━━━ Available records

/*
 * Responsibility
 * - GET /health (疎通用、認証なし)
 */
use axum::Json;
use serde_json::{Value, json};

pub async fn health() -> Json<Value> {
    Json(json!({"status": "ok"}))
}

━━━━━━
━━━ Available records

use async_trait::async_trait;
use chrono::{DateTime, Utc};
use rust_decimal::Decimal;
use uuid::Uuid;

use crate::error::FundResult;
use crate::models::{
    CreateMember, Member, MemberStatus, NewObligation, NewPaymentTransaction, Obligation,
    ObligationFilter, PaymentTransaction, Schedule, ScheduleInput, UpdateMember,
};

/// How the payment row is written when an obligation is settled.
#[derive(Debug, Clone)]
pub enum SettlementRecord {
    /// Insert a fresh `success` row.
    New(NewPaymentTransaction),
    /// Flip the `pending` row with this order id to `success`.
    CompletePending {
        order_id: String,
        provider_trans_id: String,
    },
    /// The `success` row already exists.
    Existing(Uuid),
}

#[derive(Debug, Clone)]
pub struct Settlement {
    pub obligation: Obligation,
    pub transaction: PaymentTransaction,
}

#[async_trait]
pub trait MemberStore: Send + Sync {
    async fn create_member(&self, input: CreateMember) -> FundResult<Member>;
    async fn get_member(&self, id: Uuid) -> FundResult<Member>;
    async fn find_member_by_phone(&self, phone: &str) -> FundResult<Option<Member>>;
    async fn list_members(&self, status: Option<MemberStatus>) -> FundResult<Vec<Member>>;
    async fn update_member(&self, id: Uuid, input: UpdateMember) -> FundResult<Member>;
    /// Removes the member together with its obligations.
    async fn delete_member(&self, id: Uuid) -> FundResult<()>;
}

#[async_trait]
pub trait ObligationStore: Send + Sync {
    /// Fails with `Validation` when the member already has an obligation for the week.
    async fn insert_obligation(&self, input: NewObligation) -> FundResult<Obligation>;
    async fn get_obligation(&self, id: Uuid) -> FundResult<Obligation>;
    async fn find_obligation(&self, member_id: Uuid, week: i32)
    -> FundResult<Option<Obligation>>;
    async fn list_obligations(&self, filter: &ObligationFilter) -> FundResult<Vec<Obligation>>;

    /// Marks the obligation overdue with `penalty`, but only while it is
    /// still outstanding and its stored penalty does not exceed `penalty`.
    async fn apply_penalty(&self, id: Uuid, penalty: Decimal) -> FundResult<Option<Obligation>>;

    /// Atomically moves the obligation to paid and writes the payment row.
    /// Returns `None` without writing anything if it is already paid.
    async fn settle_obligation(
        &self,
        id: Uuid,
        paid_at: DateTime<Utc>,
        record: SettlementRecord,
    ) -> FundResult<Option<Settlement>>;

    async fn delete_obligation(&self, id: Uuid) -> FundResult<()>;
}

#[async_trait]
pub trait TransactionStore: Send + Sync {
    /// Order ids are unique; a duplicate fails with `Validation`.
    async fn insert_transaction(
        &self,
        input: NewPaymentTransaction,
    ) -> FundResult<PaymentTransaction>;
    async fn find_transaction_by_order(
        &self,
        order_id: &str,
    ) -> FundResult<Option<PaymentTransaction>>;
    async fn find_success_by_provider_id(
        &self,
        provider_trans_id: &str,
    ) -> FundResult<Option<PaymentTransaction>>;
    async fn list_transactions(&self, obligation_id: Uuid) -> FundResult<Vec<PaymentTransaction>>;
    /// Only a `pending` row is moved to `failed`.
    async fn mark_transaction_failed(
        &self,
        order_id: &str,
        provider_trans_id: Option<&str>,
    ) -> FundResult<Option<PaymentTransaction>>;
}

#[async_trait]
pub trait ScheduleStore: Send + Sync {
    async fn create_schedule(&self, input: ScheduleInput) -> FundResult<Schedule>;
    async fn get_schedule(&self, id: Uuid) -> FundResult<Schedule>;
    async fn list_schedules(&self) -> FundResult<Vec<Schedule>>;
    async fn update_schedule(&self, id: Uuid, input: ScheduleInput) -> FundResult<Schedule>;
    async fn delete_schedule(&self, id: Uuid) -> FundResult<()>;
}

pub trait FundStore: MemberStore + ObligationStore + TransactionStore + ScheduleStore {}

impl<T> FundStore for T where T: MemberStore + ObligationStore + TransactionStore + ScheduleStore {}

━━━━━━

— Directions for this task —
Return all lines in the entries above that carry the word "when".

— The completed task —
/// How the payment row is written when an obligation is settled.
    /// Fails with `Validation` when the member already has an obligation for the week.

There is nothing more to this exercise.